In my last post I made fun of efforts at translating production from other leagues to the NHL–it’s not that I don’t laud the effort, but I have yet to see a formula that can be applied to basic stats that makes sense. To illustrate the point, I decided to highlight top North American performers in European leagues using this season to provide some insight (I’ve given their stats from this past season and then their best NA results and career totals; their current age is also in brackets).
Brandon Bochenski (32) 54-28-30-58 (NHL 41-13-11-24 06-07; NHL 156-28-10-68)
Nigel Dawes (29) 54-26-23-49 (NHL 66-14-18-32 09-10; NHL 212-39-45-84)
Kyle Wilson (29) 49-17-27-44 (NHL 32-4-7-11 10-11; AHL 427-149-170-319)
Dustin Boyd (27) 49-18-20-38 (NHL 71-11-11-22 08-09; NHL 220-32-31-63)
None of the players here truly established themselves as NHL regulars (although Dawes and Boyd did get to 200 games); that marginal existence (or in Wilson’s case, strong AHL career) has carried over to being excellent KHL players. Does Bochenski’s domination of the KHL mean other players who dominate the league are Bochenski’s? He out produced Ilya Kovalchuk, who was nearly a point-per-game in his last NHL season (12-13), but clearly isn’t anywhere near as talented as the Russian, so how much do their numbers matter?
Brett McLean (35) 50-18-26-44 (NHL 82-9-31-40 05-06; NHL 385-56-106-162)
Robbie Earl (28) 46-20-18-38 (NHL 32-6-0-6 09-10; AHL 313-66-103-169)
Alexandre Giroux (32) 46-20-18-38 (AHL 69-50-53-103 09-10; AHL 771-368-336-704)
Ahren Spylo (30) 47-16-22-38 (AHL 50-25-11-36 04-05; AHL 137-43-25-68)

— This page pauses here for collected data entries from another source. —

impl Liberator {
    /// Default catalog, Tokio scheduler, no deployment history.
    pub fn new(config: LiberatorConfig, backends: Arc<dyn BackendProvider>) -> Result<Self> {
        Ok(Liberator {
            config,
            rules: Arc::new(ProprietaryRules::default_catalog()?),
            backends,
            scheduler: Arc::new(TokioScheduler),
            recorder: Arc::new(NoopRecorder),
        })
    }

    /// Orchestrator talking to the real APIs.
    pub fn with_http_backends(config: LiberatorConfig) -> Result<Self> {
        let backends = Arc::new(HttpBackendProvider::new(config.clone()));
        Self::new(config, backends)
    }

    pub fn with_rules(mut self, rules: Arc<ProprietaryRules>) -> Self {
        self.rules = rules;
        self
    }

    pub fn with_scheduler(mut self, scheduler: Arc<dyn TaskScheduler>) -> Self {
        self.scheduler = scheduler;
        self
    }

    pub fn with_recorder(mut self, recorder: Arc<dyn DeploymentRecorder>) -> Self {
        self.recorder = recorder;
        self
    }

    pub fn config(&self) -> &LiberatorConfig {
        &self.config
    }

    /// Clean a file set with this orchestrator's catalog.
    pub fn clean(&self, files: &[SourceFile]) -> CleaningReport {
        let report = Sanitizer::from_shared(self.rules.clone()).clean_files(files);
        METRICS.add_files_cleaned(report.files_changed as u64);
        METRICS.add_files_removed(report.files_removed as u64);
        report
    }

    /// Run every requested phase and report each outcome.
    pub async fn liberate(&self, request: &LiberationRequest) -> LiberationResponse {
        let pipeline_id = Uuid::new_v4().to_string();
        let span = PipelineSpan::new(&pipeline_id, &request.project_name);
        self.run(request, &pipeline_id).instrument(span.span()).await
    }

    async fn run(&self, request: &LiberationRequest, pipeline_id: &str) -> LiberationResponse {
        let started = Instant::now();
        if let Err(err) = request.validate() {
            warn!(error = %err, "Rejected liberation request");
            return LiberationResponse::rejected(pipeline_id, &err);
        }

        let phases = request.phase.phases();
        let names: Vec<&str> = phases.iter().map(|p| p.as_str()).collect();
        emit_pipeline_started(pipeline_id, &names, request.files.len());
        self.record(request, DeploymentStatus::Liberating, None).await;

        let mut ctx = PipelineContext::default();
        let mut results: Vec<PhaseResult> = Vec::with_capacity(phases.len());
        for phase in phases {
            emit_phase_started(pipeline_id, phase.as_str());
            let result = match phase {
                Phase::Github => self.github_phase(request, &mut ctx).await,
                Phase::Supabase => self.supabase_phase(request).await,
                Phase::Coolify => {
                    self.record(request, DeploymentStatus::Deploying, None).await;
                    self.coolify_phase(request, &ctx, pipeline_id).await
                }
            };
            emit_phase_finished(
                pipeline_id,
                phase.as_str(),
                result.success,
                result.http_status,
                result.duration_ms,
            );
            self.record_phase(request, &result).await;

            let abort = !result.success && phase != Phase::Coolify;
            results.push(result);
            if abort {
                warn!(phase = %phase, "Phase failed, skipping remaining phases");
                break;
            }
        }

        let success = results.iter().all(|r| r.success);
        let message = summarize(&results);
        METRICS.flush();
        emit_pipeline_finished(
            pipeline_id,
            success,
            results.len(),
            started.elapsed().as_millis() as u64,
        );
        LiberationResponse {
            success,
            message,
            results,
            pipeline_id: pipeline_id.to_string(),
        }
    }

    async fn github_phase(
        &self,
        request: &LiberationRequest,
        ctx: &mut PipelineContext,
    ) -> PhaseResult {
        let started_at = Utc::now();
        let Some(creds) = request.target_credentials.github.as_ref() else {
            return missing_credentials(Phase::Github, started_at);
        };
        let host = match self.backends.source_host(creds) {
            Ok(host) => host,
            Err(err) => {
                return PhaseResult::failed(Phase::Github, "GitHub client unavailable", &err, None, started_at)
            }
        };

        let report = self.clean(&request.files);
        let mut options = PublishOptions::new(&request.repo_name())
            .with_inline_threshold(self.config.inline_threshold_bytes);
        if let Some(owner) = &creds.owner {
            options = options.with_owner(owner);
        }
        if let Some(branch) = &creds.branch {
            options = options.with_branch(branch);
        }

        match Publisher::new(host).publish(&report, &options).await {
            Ok(outcome) => {
                ctx.repo_url = Some(outcome.repo_url.clone());
                ctx.branch = Some(outcome.branch.clone());
                ctx.repo_private = Some(outcome.private);
                let message = format!(
                    "Published {} files ({} changes) to {}",
                    outcome.files_count, outcome.total_changes, outcome.repo_url
                );
                let status = outcome.http_status();
                PhaseResult::succeeded(
                    Phase::Github,
                    PhaseStatus::Succeeded,
                    message,
                    status,
                    to_data(&outcome),
                    started_at,
                )
            }
            Err(err) => {
                let data = json!({
                    "filesChanged": report.files_changed,
                    "filesRemoved": report.files_removed,
                    "totalChanges": report.total_changes,
                });
                PhaseResult::failed(
                    Phase::Github,
                    "GitHub publish failed",
                    &LiberationError::from(err),
                    Some(data),
                    started_at,
                )
            }
        }
    }

    async fn supabase_phase(&self, request: &LiberationRequest) -> PhaseResult {
        let started_at = Utc::now();
        let Some(creds) = request.target_credentials.supabase.as_ref() else {
            return missing_credentials(Phase::Supabase, started_at);
        };
        let executor = match self
            .backends
            .database(creds)
            .and_then(|db| MigrationExecutor::postgres(db).map_err(LiberationError::from))
        {
            Ok(executor) => executor,
            Err(err) => {
                return PhaseResult::failed(Phase::Supabase, "Database client unavailable", &err, None, started_at)
            }
        };

        let migrations = select_migrations(&request.files);
        let mut report = match executor.run(&migrations).await {
            Ok(report) => report,
            Err(err) => {
                return PhaseResult::failed(
                    Phase::Supabase,
                    "Migrations aborted",
                    &LiberationError::from(err),
                    None,
                    started_at,
                )
            }
        };
        METRICS.add_statements(
            report.statements_executed as u64,
            report.statements_ignored as u64,
        );

        if let Some(secrets) = request.secrets_to_sync.as_ref().filter(|s| !s.is_empty()) {
            let sync = executor.sync_secrets(secrets).await;
            report.secrets_synced = sync.synced;
            report.secrets_failed = sync.failed;
        }

        let status = report.http_status();
        if report.is_success() {
            let phase_status = if report.failed == 0 {
                PhaseStatus::Succeeded
            } else {
                PhaseStatus::Partial
            };
            let message = format!(
                "Executed {} of {} migrations ({} failed)",
                report.executed, report.total_migrations, report.failed
            );
            PhaseResult::succeeded(
                Phase::Supabase,
                phase_status,
                message,
                status,
                to_data(&report),
                started_at,
            )
        } else {
            let message = format!(
                "{} of {} migrations failed",
                report.failed, report.total_migrations
            );
            PhaseResult::unsuccessful(Phase::Supabase, message, status, to_data(&report), started_at)
        }
    }

    async fn coolify_phase(
        &self,
        request: &LiberationRequest,
        ctx: &PipelineContext,
        pipeline_id: &str,
    ) -> PhaseResult {
        let started_at = Utc::now();
        let Some(creds) = request.target_credentials.coolify.as_ref() else {
            return missing_credentials(Phase::Coolify, started_at);
        };
        let platform = match self.backends.deploy_platform(creds) {
            Ok(platform) => platform,
            Err(err) => {
                return PhaseResult::failed(Phase::Coolify, "Coolify client unavailable", &err, None, started_at)
            }
        };

        let repo_url = ctx
            .repo_url
            .clone()
            .unwrap_or_else(|| request.fallback_repo_url());
        let branch = ctx
            .branch
            .clone()
            .or_else(|| {
                request
                    .target_credentials
                    .github
                    .as_ref()
                    .and_then(|g| g.branch.clone())
            })
            .unwrap_or_else(|| self.config.default_branch.clone());

        let mut env_vars: BTreeMap<String, String> = creds.env_vars.clone();
        if let Some(url) = request
            .target_credentials
            .supabase
            .as_ref()
            .and_then(|s| s.project_url.clone())
        {
            env_vars.entry(SUPABASE_URL_ENV.to_string()).or_insert(url);
        }

        let mut options = DeployOptions::new(&request.project_name, &repo_url)
            .with_application_name(&request.repo_name())
            .with_branch(&branch)
            .with_env_vars(env_vars)
            .with_poll_policy(self.config.poll_policy());
        if let Some(server) = &creds.server_uuid {
            options = options.with_server(server);
        }
        if let (Some(ip), Some(key)) = (&creds.server_ip, &creds.private_key_uuid) {
            options = options.with_new_server(ip, key);
        }
        if ctx.repo_private.unwrap_or(creds.private_repository) {
            let token = request
                .target_credentials
                .github
                .as_ref()
                .map(|g| g.token.as_str());
            options = options.with_private_repository(token);
            if let Some(app) = &creds.github_app_uuid {
                options = options.with_github_app(app);
            }
        }

        match Deployer::new(platform.clone()).deploy(&options).await {
            Ok(report) => {
                let status = report.http_status();
                let (phase_status, message) = match report.status {
                    DeployOutcome::Deployed => {
                        self.schedule_sweep(platform, &report.application_uuid, pipeline_id);
                        let target = report
                            .app_url
                            .clone()
                            .unwrap_or_else(|| report.application_uuid.clone());
                        (PhaseStatus::Succeeded, format!("Deployed {}", target))
                    }
                    _ => (
                        PhaseStatus::Indeterminate,
                        format!(
                            "Still building after {} status checks; follow the deployment on the platform",
                            report.poll_attempts
                        ),
                    ),
                };
                PhaseResult::succeeded(
                    Phase::Coolify,
                    phase_status,
                    message,
                    status,
                    to_data(&report),
                    started_at,
                )
            }
            Err(err) => {
                if let DeployError::RolledBack {
                    project_uuid,
                    cleanup_error,
                    ..
                } = &err
                {
                    METRICS.inc_rollbacks();
                    emit_rollback(pipeline_id, project_uuid, cleanup_error.is_none());
                }
                let data = err.build_logs().map(|logs| json!({ "logs": logs }));
                PhaseResult::failed(
                    Phase::Coolify,
                    "Deployment failed",
                    &LiberationError::from(err),
                    data,
                    started_at,
                )
            }
        }
    }

    /// Hand the secret sweep to the scheduler; it runs after the configured
    /// delay and only logs its outcome.
    fn schedule_sweep(&self, platform: Arc<dyn DeployPlatform>, app_uuid: &str, pipeline_id: &str) {
        let rules = self.rules.clone();
        let app = app_uuid.to_string();
        let task = async move {
            match sweep_build_secrets(platform.as_ref(), &app, &rules).await {
                Ok(report) => info!(
                    application = %app,
                    demoted = report.demoted.len(),
                    failed = report.failed.len(),
                    "Post-deploy secret sweep complete"
                ),
                Err(err) => warn!(application = %app, error = %err, "Post-deploy secret sweep failed"),
            }
        }
        .in_current_span()
        .boxed();

        self.scheduler
            .schedule("secret-sweep", self.config.cleanup_delay, task);
        METRICS.inc_cleanups_scheduled();
        emit_cleanup_scheduled(pipeline_id, app_uuid, self.config.cleanup_delay.as_secs());
    }

    async fn record_phase(&self, request: &LiberationRequest, result: &PhaseResult) {
        let status = match (result.phase, result.success, result.status) {
            (_, false, _) => DeploymentStatus::Failed,
            (Phase::Github, true, _) => DeploymentStatus::Published,
            (Phase::Supabase, true, _) => DeploymentStatus::Migrated,
            (Phase::Coolify, true, PhaseStatus::Indeterminate) => DeploymentStatus::Building,
            (Phase::Coolify, true, _) => DeploymentStatus::Deployed,
        };
        let detail = if result.success {
            result.message.clone()
        } else {
            result.error.clone().unwrap_or_else(|| result.message.clone())
        };
        self.record(request, status, Some(&detail)).await;
    }

    async fn record(&self, request: &LiberationRequest, status: DeploymentStatus, detail: Option<&str>) {
        let Some(id) = request.deployment_id.as_deref() else {
            return;
        };
        if let Err(err) = self.recorder.record(id, status, detail).await {
            warn!(deployment_id = %id, status = status.as_str(), error = %err, "Could not record deployment status");
        }
    }
}
//! In-memory fake for the deployment platform port (testing only)
//!
//! `MemoryDeployPlatform` keeps projects, servers, applications and env vars
//! behind one `Mutex`, replays a scripted sequence of application statuses
//! and records every call. Like Coolify, a project that still holds
//! applications cannot be deleted.

use std::collections::{BTreeMap, HashMap, VecDeque};
use std::sync::Mutex;

use async_trait::async_trait;

use crate::error::DeployError;
use crate::platform::{
    AppSource, Application, DeployPlatform, EnvVar, NewApplication, NewServer, Project, Server,
};
use crate::Result;

#[derive(Debug, Default)]
struct PlatformState {
    projects: BTreeMap<String, Project>,
    servers: Vec<Server>,
    applications: BTreeMap<String, Application>,
    sources: HashMap<String, AppSource>,
    envs: HashMap<String, BTreeMap<String, EnvVar>>,
    deployments: Vec<String>,
    statuses: VecDeque<String>,
    calls: Vec<String>,
    next_id: u64,
}

impl PlatformState {
    fn next_uuid(&mut self, prefix: &str) -> String {
        self.next_id += 1;
        format!("{}-{:04}", prefix, self.next_id)
    }
}

/// Which call should fail.
#[derive(Debug, Clone, Copy, PartialEq, Eq, Hash)]
pub enum FailPoint {
    CreateProject,
    DeleteProject,
    /// Any convention-based creation, GitHub App sources included
    NixpacksApp,
    DockerfileApp,
    Env,
    Deploy,
    Status,
    Logs,
}

/// In-memory `DeployPlatform`.
#[derive(Debug)]
pub struct MemoryDeployPlatform {
    version_status: Option<u16>,
    failures: Vec<FailPoint>,
    logs: String,
    state: Mutex<PlatformState>,
}

impl Default for MemoryDeployPlatform {
    fn default() -> Self {
        Self::new()
    }
}

impl MemoryDeployPlatform {
    /// One reachable server, no projects, status reads report `running:healthy`.
    pub fn new() -> Self {
        let state = PlatformState {
            servers: vec![Server {
                uuid: "srv-main".to_string(),
                name: "localhost".to_string(),
                ip: "127.0.0.1".to_string(),
                reachable: true,
            }],
            ..Default::default()
        };
        MemoryDeployPlatform {
            version_status: None,
            failures: Vec::new(),
            logs: String::new(),
            state: Mutex::new(state),
        }
    }

    /// The version check answers `status`.
    pub fn with_version_status(mut self, status: u16) -> Self {
        self.version_status = Some(status);
        self
    }

    pub fn failing(mut self, point: FailPoint) -> Self {
        self.failures.push(point);
        self
    }

    /// Replace the server list.
    pub fn with_servers(self, servers: Vec<Server>) -> Self {
        self.state.lock().unwrap().servers = servers;
        self
    }

    /// A project that exists before the run.
    pub fn with_project(self, name: &str) -> Self {
        {
            let mut state = self.state.lock().unwrap();
            let uuid = state.next_uuid("proj");
            state.projects.insert(
                uuid.clone(),
                Project {
                    uuid,
                    name: name.to_string(),
                },
            );
        }
        self
    }

    /// An application that exists before the run. `project` names a seeded
    /// project; `None` leaves the application without a reported project.
    pub fn with_application(self, name: &str, project: Option<&str>) -> Self {
        {
            let mut state = self.state.lock().unwrap();
            let project_uuid = project.map(|wanted| {
                state
                    .projects
                    .values()
                    .find(|p| p.name == wanted)
                    .map(|p| p.uuid.clone())
                    .unwrap_or_else(|| panic!("seed project '{}' first", wanted))
            });
            let uuid = state.next_uuid("app");
            state.applications.insert(
                uuid.clone(),
                Application {
                    uuid,
                    name: name.to_string(),
                    project_uuid,
                    fqdn: None,
                },
            );
        }
        self
    }

    /// Statuses returned by successive reads; the last one repeats.
    pub fn with_statuses(self, statuses: &[&str]) -> Self {
        self.state.lock().unwrap().statuses = statuses.iter().map(|s| s.to_string()).collect();
        self
    }

    pub fn with_logs(mut self, logs: &str) -> Self {
        self.logs = logs.to_string();
        self
    }

    pub fn calls(&self) -> Vec<String> {
        self.state.lock().unwrap().calls.clone()
    }

    pub fn call_count(&self, name: &str) -> usize {
        self.calls().iter().filter(|c| c.as_str() == name).count()
    }

    pub fn project_exists(&self, name: &str) -> bool {
        self.state
            .lock()
            .unwrap()
            .projects
            .values()
            .any(|p| p.name == name)
    }

    pub fn project_count(&self) -> usize {
        self.state.lock().unwrap().projects.len()
    }

    pub fn applications(&self) -> Vec<Application> {
        self.state
            .lock()
            .unwrap()
            .applications
            .values()
            .cloned()
            .collect()
    }

    pub fn source_of(&self, app_uuid: &str) -> Option<AppSource> {
        self.state.lock().unwrap().sources.get(app_uuid).cloned()
    }

    pub fn envs(&self, app_uuid: &str) -> Vec<EnvVar> {
        self.state
            .lock()
            .unwrap()
            .envs
            .get(app_uuid)
            .map(|m| m.values().cloned().collect())
            .unwrap_or_default()
    }

    /// Store an env var directly, bypassing the call log.
    pub fn seed_env(&self, app_uuid: &str, env: EnvVar) {
        self.state
            .lock()
            .unwrap()
            .envs
            .entry(app_uuid.to_string())
            .or_default()
            .insert(env.key.clone(), env);
    }

    fn record(&self, call: &str) {
        self.state.lock().unwrap().calls.push(call.to_string());
    }

    fn check(&self, point: FailPoint, operation: &str) -> Result<()> {
        if self.failures.contains(&point) {
            return Err(DeployError::RemoteApi {
                operation: operation.to_string(),
                status: 500,
                body: format!("{{\"message\":\"{} unavailable\"}}", operation),
            });
        }
        Ok(())
    }
}

fn not_found(what: &str, uuid: &str) -> DeployError {
    DeployError::RemoteApi {
        operation: format!("read {}", what),
        status: 404,
        body: format!("{{\"message\":\"{} {} not found\"}}", what, uuid),
    }
}

#[async_trait]
impl DeployPlatform for MemoryDeployPlatform {
    async fn version(&self) -> Result<String> {
        self.record("version");
        if let Some(status) = self.version_status {
            return Err(DeployError::from_version_check(
                "http://coolify.test",
                status,
                String::new(),
            ));
        }
        Ok("4.0.0-beta.360".to_string())
    }

    async fn list_projects(&self) -> Result<Vec<Project>> {
        self.record("list_projects");
        Ok(self.state.lock().unwrap().projects.values().cloned().collect())
    }

    async fn create_project(&self, name: &str, _description: &str) -> Result<Project> {
        self.record("create_project");
        self.check(FailPoint::CreateProject, "create project")?;
        let mut state = self.state.lock().unwrap();
        let uuid = state.next_uuid("proj");
        let project = Project {
            uuid: uuid.clone(),
            name: name.to_string(),
        };
        state.projects.insert(uuid, project.clone());
        Ok(project)
    }

    async fn delete_project(&self, uuid: &str) -> Result<()> {
        self.record("delete_project");
        self.check(FailPoint::DeleteProject, "delete project")?;
        let mut state = self.state.lock().unwrap();
        let has_resources = state
            .applications
            .values()
            .any(|a| a.project_uuid.as_deref() == Some(uuid));
        if has_resources {
            return Err(DeployError::RemoteApi {
                operation: "delete project".to_string(),
                status: 400,
                body: "{\"message\":\"Project has resources, so it cannot be deleted.\"}"
                    .to_string(),
            });
        }
        state
            .projects
            .remove(uuid)
            .map(|_| ())
            .ok_or_else(|| not_found("project", uuid))
    }

    async fn list_servers(&self) -> Result<Vec<Server>> {
        self.record("list_servers");
        Ok(self.state.lock().unwrap().servers.clone())
    }

    async fn create_server(&self, server: &NewServer) -> Result<Server> {
        self.record("create_server");
        let mut state = self.state.lock().unwrap();
        let created = Server {
            uuid: state.next_uuid("srv"),
            name: server.name.clone(),
            ip: server.ip.clone(),
            reachable: true,
        };
        state.servers.push(created.clone());
        Ok(created)
    }

    async fn list_applications(&self) -> Result<Vec<Application>> {
        self.record("list_applications");
        Ok(self.applications())
    }

    async fn create_application(&self, app: &NewApplication) -> Result<Application> {
        match &app.source {
            AppSource::Nixpacks { .. } => {
                self.record("create_application:nixpacks");
                self.check(FailPoint::NixpacksApp, "create application (nixpacks)")?;
            }
            AppSource::GitHubApp { .. } => {
                self.record("create_application:github-app");
                self.check(FailPoint::NixpacksApp, "create application (github app)")?;
            }
            AppSource::Dockerfile { .. } => {
                self.record("create_application:dockerfile");
                self.check(FailPoint::DockerfileApp, "create application (dockerfile)")?;
            }
        }
        let mut state = self.state.lock().unwrap();
        if !state.projects.contains_key(&app.project_uuid) {
            return Err(not_found("project", &app.project_uuid));
        }
        let uuid = state.next_uuid("app");
        let created = Application {
            uuid: uuid.clone(),
            name: app.name.clone(),
            project_uuid: Some(app.project_uuid.clone()),
            fqdn: Some(format!("http://{}.coolify.test", app.name)),
        };
        state.applications.insert(uuid.clone(), created.clone());
        state.sources.insert(uuid, app.source.clone());
        Ok(created)
    }

    async fn delete_application(&self, uuid: &str) -> Result<()> {
        self.record("delete_application");
        let mut state = self.state.lock().unwrap();
        state.envs.remove(uuid);
        state
            .applications
            .remove(uuid)
            .map(|_| ())
            .ok_or_else(|| not_found("application", uuid))
    }

    async fn list_envs(&self, app_uuid: &str) -> Result<Vec<EnvVar>> {
        self.record("list_envs");
        Ok(self.envs(app_uuid))
    }

    async fn create_env(&self, app_uuid: &str, env: &EnvVar) -> Result<()> {
        self.record("create_env");
        self.check(FailPoint::Env, "create env var")?;
        let mut state = self.state.lock().unwrap();
        let envs = state.envs.entry(app_uuid.to_string()).or_default();
        if envs.contains_key(&env.key) {
            return Err(DeployError::RemoteApi {
                operation: "create env var".to_string(),
                status: 409,
                body: "{\"message\":\"Environment variable already exists. Use PATCH request to update it.\"}"
                    .to_string(),
            });
        }
        envs.insert(env.key.clone(), env.clone());
        Ok(())
    }

    async fn update_env(&self, app_uuid: &str, env: &EnvVar) -> Result<()> {
        self.record("update_env");
        self.check(FailPoint::Env, "update env var")?;
        let mut state = self.state.lock().unwrap();
        let envs = state.envs.entry(app_uuid.to_string()).or_default();
        match envs.get_mut(&env.key) {
            Some(existing) => {
                *existing = env.clone();
                Ok(())
            }
            None => Err(not_found("env var", &env.key)),
        }
    }

    async fn deploy(&self, app_uuid: &str) -> Result<String> {
        self.record("deploy");
        self.check(FailPoint::Deploy, "trigger deployment")?;
        let mut state = self.state.lock().unwrap();
        if !state.applications.contains_key(app_uuid) {
            return Err(not_found("application", app_uuid));
        }
        let uuid = state.next_uuid("dep");
        state.deployments.push(uuid.clone());
        Ok(uuid)
    }

    async fn application_status(&self, _app_uuid: &str) -> Result<String> {
        self.record("application_status");
        self.check(FailPoint::Status, "read application status")?;
        let mut state = self.state.lock().unwrap();
        let status = if state.statuses.len() > 1 {
            state.statuses.pop_front()
        } else {
            state.statuses.front().cloned()
        };
        Ok(status.unwrap_or_else(|| "running:healthy".to_string()))
    }

    async fn deployment_logs(&self, _deployment_uuid: &str) -> Result<String> {
        self.record("deployment_logs");
        self.check(FailPoint::Logs, "read deployment logs")?;
        Ok(self.logs.clone())
    }
}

These players have a less distinctive background in North America, being primarily AHL stars. Joe Thornton was slightly better than a point-per-game player in the NLA (04-05), but this doesn’t mean Brett McLean is just a notch below him. Not to beat my point to death, but clearly raw numbers from the league aren’t particularly useful in translating their production at the highest level
Chad Kolarik (28) 53-30-18-48 (AHL 76-31-37-68 12-13; AHL 277-98-111-209)
Ryan Gunderson (28) 54-8-33-41 (AHL 74-5-20-25 09-10; ECHL 156-9-98-107)
Rhett Rakshani (26) 55-13-25-38 (AHL 66-24-38-62 10-11; AHL 120-44-69-113)
Ryan Lasch (27) 54-20-16-36 (AHL 30-6-4-10 12-13; NCAA 161-79-104-183)
These players are quite similar to those above and I won’t bother making the point I’ve already made twice above.
Ben Maxwell (26) 49-16-26-42 (AHL 73-22-36-58 08-09; AHL 296-68-140-208)
Corey Elkins (29) 54-15-25-40 (AHL 76-18-26-44 10-11; AHL 173-43-48-91)
Dan Sexton (27) 39-16-21-37 (NHL 41-9-10-19 09-10; AHL 144-36-64-100)
Aaron Gagnon (28) 48-17-19-36 (AHL 78-27-31-58; AHL 328-74-98-172)
The caliber here is quite Similar to the SHL.
Adam Courchaine (30) 51-29-45-74 (ECHL 42-21-28-49 05-06; ECHL 45-21-30-51)
Kevin Clark (26) 60-32-40-72 (AHL 72-12-19-31 11-12; AHL 160-26-60-56)
Blaine Down (31) 48-26-25-51 (AHL 54-8-13-21 02-03; AHL 134-18-28-46)
Derek Hahn (36) 52-12-34-46 (CHL 64-35-79-114 05-06; CHL 238-124-201-325)
This is a significant fall-off compared to the leagues above, as middling AHL and top ECHL players can make a big impact in the league.
The point of this isn’t to suggest we should give up the effort of understanding how a player’s performance in Europe translates at the next level, but as it stands all we can say with certainty is that big numbers in the top leagues (KHL, NLA, SHL, and Liiga) do translate at the AHL level (as they do in reverse). Whatever limitations various players from either side of the Atlantic have, it seems like success in those leagues (or the AHL) easily moves back and forth, but that production does not have an obvious ratio at the next level. I’m not sure what the solution to the conundrum is, but the problem shouldn’t come as a big surprise: massive point totals from junior players rarely translate to the NHL, but sometimes they do–the only certainty is that an absence of production at a lower level guarantees it will continue at the next.